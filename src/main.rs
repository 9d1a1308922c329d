use anyhow::Result;
use dotenvy::dotenv;
use std::net::SocketAddr;
use tokio::signal;
use tracing::{error, info, warn};

use vehicle_rental::config::environment::EnvironmentConfig;
use vehicle_rental::database;
use vehicle_rental::repositories::availability_repository::{
    probe_capability, WindowStoreCapability,
};
use vehicle_rental::routes::create_app_router;
use vehicle_rental::state::AppState;

#[tokio::main]
async fn main() -> Result<()> {
    // Cargar variables de entorno
    dotenv().ok();

    // Configurar logging
    tracing_subscriber::fmt()
        .with_max_level(tracing::Level::DEBUG)
        .init();

    info!("🚗 Vehicle Rental - API de reservas");
    info!("===================================");

    let config = EnvironmentConfig::default();

    // Inicializar base de datos
    let pool = match database::create_pool(None).await {
        Ok(pool) => pool,
        Err(e) => {
            error!("❌ Error conectando a la base de datos: {}", e);
            return Err(anyhow::anyhow!("Error de base de datos: {}", e));
        }
    };

    // Sondear el almacén de ventanas una sola vez para elegir el code path
    let window_capability = probe_capability(&pool)
        .await
        .map_err(|e| anyhow::anyhow!("Error sondeando el almacén de ventanas: {}", e))?;

    match window_capability {
        WindowStoreCapability::Full => {
            info!("✅ Almacén de ventanas disponible (con hint de tipo)");
        }
        WindowStoreCapability::NoTypeHint => {
            warn!("⚠️ Almacén de ventanas sin columna vehicle_type, hint deshabilitado");
        }
        WindowStoreCapability::Missing => {
            warn!("⚠️ Almacén de ventanas no aprovisionado: resolver en modo degradado");
        }
    }

    // Crear router de la API
    let app_state = AppState::new(pool, config.clone(), window_capability);
    let app = create_app_router(app_state);

    let addr: SocketAddr = format!("{}:{}", config.host, config.port).parse()?;

    info!("🌐 Servidor iniciando en http://{}", addr);
    info!("🔍 Endpoints disponibles:");
    info!("   GET    /health - Health check");
    info!("📋 Endpoints - Bookings:");
    info!("   POST   /bookings - Registrar petición de reserva");
    info!("   GET    /bookings - Listar todas las reservas (staff)");
    info!("   GET    /bookings/customer?email= - Reservas de un cliente");
    info!("   GET    /bookings/:id - Obtener reserva");
    info!("   PATCH  /bookings/:id/status - Transicionar estado (staff)");
    info!("🚙 Endpoints - Vehicles:");
    info!("   GET    /vehicles/available - Buscar vehículos reservables");
    info!("   GET    /vehicles/:id/availability - Ventanas de un vehículo (staff)");
    info!("   POST   /vehicles/availability - Crear ventana (staff)");
    info!("   PATCH  /vehicles/availability/:id - Actualizar ventana (staff)");
    info!("   DELETE /vehicles/availability/:id - Eliminar ventana (staff)");

    // Iniciar servidor en background
    let server_handle = tokio::spawn(async move {
        let listener = tokio::net::TcpListener::bind(addr).await?;
        axum::serve(listener, app)
            .with_graceful_shutdown(shutdown_signal())
            .await
            .map_err(|e| {
                error!("❌ Error del servidor: {}", e);
                e
            })
    });

    // Esperar a que el servidor termine
    if let Err(e) = server_handle.await? {
        error!("❌ Servidor terminó con error: {}", e);
    }

    info!("👋 Servidor terminado");
    Ok(())
}

/// Señal de apagado graceful
async fn shutdown_signal() {
    let ctrl_c = async {
        signal::ctrl_c()
            .await
            .expect("failed to install Ctrl+C handler");
    };

    #[cfg(unix)]
    let terminate = async {
        signal::unix::signal(signal::unix::SignalKind::terminate())
            .expect("failed to install signal handler")
            .recv()
            .await;
    };

    #[cfg(not(unix))]
    let terminate = std::future::pending::<()>();

    tokio::select! {
        _ = ctrl_c => {
            info!("🛑 Señal Ctrl+C recibida, apagando servidor...");
        },
        _ = terminate => {
            info!("🛑 Señal de terminación recibida, apagando servidor...");
        },
    }
}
:::::
» Work task:
For each line above that contains the word "PATCH", give the line as it is written.

» Task answer:
    info!("   PATCH  /bookings/:id/status - Transicionar estado (staff)");
    info!("   PATCH  /vehicles/availability/:id - Actualizar ventana (staff)");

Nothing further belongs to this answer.